The California Supreme Court recently decided an interesting case discussing how the double jeopardy clause is implicated after a case results in a mistrial. The issue presented was whether a court must accept a partial verdict of acquittal on a greater offense if a jury has expressly stated that it has acquitted on the greater offense but is deadlocked on the lesser charges.
In this case, the defendant was charged with murder. According to the evidence presented at trial, the defendant’s girlfriend texted the defendant one night saying that she was afraid her father, who lived with her, was going to rape her as he had done in the past. The defendant went to the girlfriend’s house, and a fight ensued. The defendant fatally stabbed the girlfriend’s father with an ice pick.

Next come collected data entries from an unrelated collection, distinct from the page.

// ABOUTME: Command-line interface definition using clap derive macros.
// ABOUTME: Defines all subcommands and their arguments.

use clap::{Parser, Subcommand};

#[derive(Parser)]
#[command(name = "stackdock")]
#[command(about = "Deploy and manage the content-management container stack")]
#[command(version)]
pub struct Cli {
    /// Enable debug logging
    #[arg(short, long, global = true)]
    pub verbose: bool,

    /// Deployment profile (overrides the config file)
    #[arg(long, global = true)]
    pub profile: Option<String>,

    #[command(subcommand)]
    pub command: Commands,
}

#[derive(Subcommand)]
pub enum Commands {
    /// Download every service image
    Setup,

    /// Deploy the stack in start order
    Run {
        /// Publish host ports for database, broker, search, and proxy
        #[arg(long)]
        expose_ports: bool,
    },

    /// Stop and remove every stack container
    Stop,

    /// Show the current stack state
    Status {
        /// Emit the snapshot as JSON
        #[arg(long)]
        json: bool,
    },

    /// Poll and print the stack state until interrupted
    Watch,
}
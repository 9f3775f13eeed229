// ABOUTME: Observation sampling: live engine state folded into poll events.
// ABOUTME: Inspects containers, runs readiness probes, checks image presence.

use super::state::{ImageAvailability, ServiceObservation, ServiceState};
use crate::catalog::{Catalog, ServiceKind};
use crate::probe;
use crate::runtime::{ContainerOps, ContainerState, ExecOps, ImageOps};
use futures::future::join_all;
use std::collections::HashMap;

/// Status of a pull task the orchestrator started.
///
/// "Downloading" cannot be read back from the engine, so the pull fan-out
/// records its progress here and the image poll merges it with an engine-side
/// presence check.
#[derive(Debug, Clone, PartialEq, Eq)]
pub enum PullStatus {
    InFlight,
    Failed(String),
    Done,
}

/// Sample the container side of every service: inspect by name, probe the
/// running ones to derive READY.
///
/// Engine-call failures are normal negative observations (the container
/// simply is not there), never errors.
pub async fn observe_services<G>(gateway: &G, catalog: &Catalog) -> Vec<ServiceObservation>
where
    G: ContainerOps + ExecOps,
{
    let observations = catalog
        .services()
        .iter()
        .map(|def| async move {
            let name = def.kind.as_str();

            let info = match gateway.inspect_container(name).await {
                Ok(info) => info,
                Err(e) => {
                    tracing::debug!("inspect failed for {}: {}", name, e);
                    None
                }
            };

            let Some(info) = info else {
                return ServiceObservation::absent(def.kind);
            };

            let mut state = ServiceState::from(info.state);
            if info.state == ContainerState::Running
                && probe::is_ready(gateway, name, &def.probe).await
            {
                state = ServiceState::Ready;
            }

            let host_port = def
                .run
                .port
                .and_then(|p| info.host_ports.get(&p.container_port).copied());

            ServiceObservation {
                kind: def.kind,
                container_id: Some(info.id),
                state,
                status: info.status,
                host_port,
                image: ImageAvailability::NotAvailable, // owned by the image poll
            }
        })
        .collect::<Vec<_>>();

    join_all(observations).await
}

/// Sample image availability for every service.
///
/// A locally present image is DOWNLOADED no matter what the pull bookkeeping
/// says; otherwise the bookkeeping decides between DOWNLOADING, ERROR, and
/// NOT_AVAILABLE.
pub async fn observe_images<G>(
    gateway: &G,
    catalog: &Catalog,
    pulls: &HashMap<ServiceKind, PullStatus>,
) -> Vec<(ServiceKind, ImageAvailability)>
where
    G: ImageOps,
{
    let references = catalog.images();

    let local_tags: Vec<String> = match gateway.list_images(&references).await {
        Ok(images) => images.into_iter().flat_map(|i| i.repo_tags).collect(),
        Err(e) => {
            tracing::debug!("image list failed: {}", e);
            Vec::new()
        }
    };

    catalog
        .services()
        .iter()
        .map(|def| {
            let reference = def.image.to_string();
            let availability = if local_tags.iter().any(|t| t == &reference) {
                ImageAvailability::Downloaded
            } else {
                match pulls.get(&def.kind) {
                    Some(PullStatus::InFlight) => ImageAvailability::Downloading,
                    Some(PullStatus::Failed(_)) => ImageAvailability::Error,
                    // Done but not listed: the engine knows it under another
                    // tag spelling; trust the completed pull
                    Some(PullStatus::Done) => ImageAvailability::Downloaded,
                    None => ImageAvailability::NotAvailable,
                }
            };
            (def.kind, availability)
        })
        .collect()
}
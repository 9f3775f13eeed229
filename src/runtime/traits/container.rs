// ABOUTME: Container operations trait for the engine gateway.
// ABOUTME: Create, start, stop, remove, inspect, and list containers.

use super::sealed::Sealed;
use super::shared_types::{ContainerConfig, ContainerFilters, ContainerInfo, ContainerSummary};
use crate::types::ContainerId;
use async_trait::async_trait;
use std::time::Duration;

/// Container lifecycle operations.
#[async_trait]
pub trait ContainerOps: Sealed + Send + Sync {
    /// Look up a container by its fixed service name.
    ///
    /// Absence is a normal observation, not an error: `Ok(None)` when no
    /// container with that name exists.
    async fn inspect_container(&self, name: &str)
    -> Result<Option<ContainerInfo>, ContainerError>;

    /// Create a container from the given configuration.
    async fn create_container(
        &self,
        config: &ContainerConfig,
    ) -> Result<ContainerId, ContainerError>;

    /// Start a created container.
    async fn start_container(&self, id: &ContainerId) -> Result<(), ContainerError>;

    /// Stop a running container.
    async fn stop_container(
        &self,
        id: &ContainerId,
        timeout: Duration,
    ) -> Result<(), ContainerError>;

    /// Remove a container by name, including its anonymous volumes.
    ///
    /// A no-op when no container with that name exists.
    async fn remove_container(&self, name: &str) -> Result<(), ContainerError>;

    /// List containers matching the given filters.
    async fn list_containers(
        &self,
        filters: &ContainerFilters,
    ) -> Result<Vec<ContainerSummary>, ContainerError>;
}

/// Errors from container operations.
#[derive(Debug, thiserror::Error)]
pub enum ContainerError {
    #[error("container not found: {0}")]
    NotFound(String),

    #[error("container already exists: {0}")]
    AlreadyExists(String),

    #[error("container not running: {0}")]
    NotRunning(String),

    #[error("container already running: {0}")]
    AlreadyRunning(String),

    #[error("image not found: {0}")]
    ImageNotFound(String),

    #[error("invalid configuration: {0}")]
    InvalidConfig(String),

    #[error("engine error: {0}")]
    Engine(String),
}
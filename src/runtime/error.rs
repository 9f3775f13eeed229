// ABOUTME: Runtime error types with SNAFU pattern.
// ABOUTME: Unifies detection and connection errors for programmatic handling.

use snafu::Snafu;

use super::detection::DetectionError;
use super::traits::RuntimeInfoError;

/// Unified runtime error for detection and connection failures.
#[derive(Debug, Snafu)]
#[snafu(visibility(pub))]
pub enum RuntimeError {
    #[snafu(display("engine detection failed: {source}"))]
    Detection { source: DetectionError },

    #[snafu(display("engine connection failed: {source}"))]
    Connection { source: RuntimeInfoError },
}

/// Error kind for programmatic handling.
#[derive(Debug, Clone, Copy, PartialEq, Eq)]
pub enum RuntimeErrorKind {
    /// No container engine found on the system.
    NoRuntimeFound,
    /// Failed to connect to the engine socket.
    ConnectionFailed,
    /// Engine operation error.
    EngineOperation,
}

impl RuntimeError {
    /// Returns the error kind for programmatic handling.
    pub fn kind(&self) -> RuntimeErrorKind {
        match self {
            RuntimeError::Detection { source } => match source {
                DetectionError::NoRuntimeFound => RuntimeErrorKind::NoRuntimeFound,
            },
            RuntimeError::Connection { source } => match source {
                RuntimeInfoError::ConnectionFailed(_) => RuntimeErrorKind::ConnectionFailed,
                RuntimeInfoError::Engine(_) => RuntimeErrorKind::EngineOperation,
            },
        }
    }
}

impl From<DetectionError> for RuntimeError {
    fn from(source: DetectionError) -> Self {
        RuntimeError::Detection { source }
    }
}

impl From<RuntimeInfoError> for RuntimeError {
    fn from(source: RuntimeInfoError) -> Self {
        RuntimeError::Connection { source }
    }
}
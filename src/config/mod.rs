// ABOUTME: Configuration types and parsing for stackdock.yml.
// ABOUTME: Everything defaults; the tool runs with no config file at all.

use crate::catalog::Profile;
use crate::error::{Error, Result};
use crate::runtime::RuntimeConfig;
use serde::Deserialize;
use std::path::Path;
use std::time::Duration;

pub const CONFIG_FILENAME: &str = "stackdock.yml";
pub const CONFIG_FILENAME_ALT: &str = "stackdock.yaml";
pub const CONFIG_FILENAME_DIR: &str = ".stackdock/config.yml";

#[derive(Debug, Clone, Deserialize)]
#[serde(deny_unknown_fields)]
pub struct Config {
    /// Deployment profile to manage.
    #[serde(default = "default_profile", deserialize_with = "deserialize_profile")]
    pub profile: Profile,

    /// Publish host ports on `run` unless overridden on the command line.
    #[serde(default)]
    pub expose_ports: bool,

    /// Reconciliation poll interval.
    #[serde(default = "default_poll_interval", with = "humantime_serde")]
    pub poll_interval: Duration,

    /// Explicit engine override.
    #[serde(default)]
    pub runtime: RuntimeConfig,
}

impl Default for Config {
    fn default() -> Self {
        Self {
            profile: default_profile(),
            expose_ports: false,
            poll_interval: default_poll_interval(),
            runtime: RuntimeConfig::default(),
        }
    }
}

fn default_profile() -> Profile {
    Profile::Community72
}

fn default_poll_interval() -> Duration {
    Duration::from_millis(1500)
}

impl Config {
    pub fn from_yaml(yaml: &str) -> Result<Self> {
        serde_yaml::from_str(yaml).map_err(Error::from)
    }

    pub fn load(path: &Path) -> Result<Self> {
        let content = std::fs::read_to_string(path)?;
        Self::from_yaml(&content)
    }

    /// Find and load a config file in `dir`, falling back to defaults when
    /// none of the candidates exist.
    pub fn discover(dir: &Path) -> Result<Self> {
        let candidates = [
            dir.join(CONFIG_FILENAME),
            dir.join(CONFIG_FILENAME_ALT),
            dir.join(CONFIG_FILENAME_DIR),
        ];

        for path in &candidates {
            if path.exists() {
                return Self::load(path);
            }
        }

        Ok(Self::default())
    }
}

fn deserialize_profile<'de, D>(deserializer: D) -> std::result::Result<Profile, D::Error>
where
    D: serde::Deserializer<'de>,
{
    let s = String::deserialize(deserializer)?;
    s.parse().map_err(serde::de::Error::custom)
}

#[cfg(test)]
mod tests {
    use super::*;

    #[test]
    fn defaults_when_empty() {
        let config = Config::from_yaml("{}").unwrap();
        assert_eq!(config.profile, Profile::Community72);
        assert!(!config.expose_ports);
        assert_eq!(config.poll_interval, Duration::from_millis(1500));
        assert!(config.runtime.runtime.is_none());
    }

    #[test]
    fn parses_full_config() {
        let yaml = r#"
profile: community-7.2
expose_ports: true
poll_interval: 3s
runtime:
  runtime: podman
  socket: /tmp/podman.sock
"#;
        let config = Config::from_yaml(yaml).unwrap();
        assert!(config.expose_ports);
        assert_eq!(config.poll_interval, Duration::from_secs(3));
        assert_eq!(config.runtime.socket.as_deref(), Some("/tmp/podman.sock"));
    }

    #[test]
    fn rejects_unknown_profile() {
        assert!(Config::from_yaml("profile: enterprise-99").is_err());
    }

    #[test]
    fn rejects_unknown_fields() {
        assert!(Config::from_yaml("servers: [a]").is_err());
    }
}
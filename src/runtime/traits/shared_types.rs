// ABOUTME: Shared types used across gateway trait definitions.
// ABOUTME: ContainerConfig, ContainerInfo, ExecConfig, EngineMetadata, etc.

use crate::types::{ContainerId, ImageRef};
use serde::Serialize;
use std::collections::HashMap;

/// Configuration for creating a container.
#[derive(Debug, Clone)]
pub struct ContainerConfig {
    /// Name for the container (doubles as its DNS name on the stack network).
    pub name: String,
    /// Image to run.
    pub image: ImageRef,
    /// Environment variables, in catalog order.
    pub env: Vec<(String, String)>,
    /// Labels to apply.
    pub labels: HashMap<String, String>,
    /// Port publications (empty unless host ports are exposed).
    pub ports: Vec<PortMapping>,
    /// Memory limit in bytes.
    pub memory_bytes: Option<u64>,
    /// Command to run (overrides image CMD).
    pub command: Option<Vec<String>>,
    /// Network to attach to.
    pub network: Option<String>,
}

/// A host-to-container port publication.
#[derive(Debug, Clone, Copy, PartialEq, Eq)]
pub struct PortMapping {
    pub host_port: u16,
    pub container_port: u16,
}

/// Engine-reported container state.
///
/// These are the states the engine itself can report; the orchestrator layers
/// its own synthetic states (no container, probe-ready) on top.
#[derive(Debug, Clone, Copy, PartialEq, Eq, Serialize)]
#[serde(rename_all = "SCREAMING_SNAKE_CASE")]
pub enum ContainerState {
    Created,
    Running,
    Paused,
    Restarting,
    Removing,
    Exited,
    Dead,
}

/// Information about an inspected container.
#[derive(Debug, Clone)]
pub struct ContainerInfo {
    /// Container ID.
    pub id: ContainerId,
    /// Container name (leading slash stripped).
    pub name: String,
    /// Image the container was created from.
    pub image: String,
    /// Current engine state.
    pub state: ContainerState,
    /// Human status line, e.g. "Up 2 minutes".
    pub status: String,
    /// Bound host ports, keyed by container port.
    pub host_ports: HashMap<u16, u16>,
}

/// Filters for listing containers.
#[derive(Debug, Clone, Default)]
pub struct ContainerFilters {
    /// Filter by label (key=value).
    pub labels: HashMap<String, String>,
    /// Filter by name (partial match).
    pub name: Option<String>,
    /// Include stopped containers.
    pub all: bool,
}

/// Summary information about a listed container.
#[derive(Debug, Clone)]
pub struct ContainerSummary {
    pub id: ContainerId,
    pub name: String,
    pub image: String,
    pub state: String,
    pub status: String,
}

/// Summary information about a local image.
#[derive(Debug, Clone)]
pub struct ImageSummary {
    /// Repo tags the image is known under.
    pub repo_tags: Vec<String>,
}

/// Configuration for creating a network.
#[derive(Debug, Clone)]
pub struct NetworkConfig {
    pub name: String,
    /// Network driver (bridge unless stated otherwise).
    pub driver: Option<String>,
}

/// Engine metadata used by the CLI preflight.
#[derive(Debug, Clone)]
pub struct EngineMetadata {
    /// Engine name, e.g. "Docker".
    pub name: String,
    /// Engine version.
    pub version: String,
    /// Total memory available to the engine, in bytes.
    pub mem_total: u64,
    /// CPU architecture the engine runs on, e.g. "x86_64".
    pub architecture: String,
}

/// Exec configuration for running probe commands in containers.
#[derive(Debug, Clone)]
pub struct ExecConfig {
    /// Command and arguments to run.
    pub cmd: Vec<String>,
    /// Attach stdout.
    pub attach_stdout: bool,
    /// Attach stderr.
    pub attach_stderr: bool,
}

impl Default for ExecConfig {
    fn default() -> Self {
        Self {
            cmd: Vec::new(),
            attach_stdout: true,
            attach_stderr: true,
        }
    }
}

/// Result of an exec operation.
#[derive(Debug, Clone)]
pub struct ExecResult {
    /// Exit code.
    pub exit_code: i64,
    /// Standard output.
    pub stdout: Vec<u8>,
    /// Standard error.
    pub stderr: Vec<u8>,
}

impl ExecResult {
    /// Stdout as trimmed UTF-8 text, lossy on invalid bytes.
    pub fn stdout_text(&self) -> String {
        String::from_utf8_lossy(&self.stdout).trim().to_string()
    }
}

The case went to trial, and the court instructed the jury on the charge of first-degree murder, as well as the uncharged lesser-included offenses of second-degree murder, and voluntary manslaughter. After a few days of deliberations, the jury foreperson told that court that the jury had “basically ruled out murder in the first degree.” The foreperson stated the jurors were split, with regards to the remaining charges. The court subsequently declared a mistrial because the jury could not reach a decision. Afterward, the defendant argued that the first-degree murder charge should be dismissed based on double jeopardy. The defendant argued that because the court did not receive a partial acquittal on the first-degree murder charge, the court could not retry the defendant on that charge.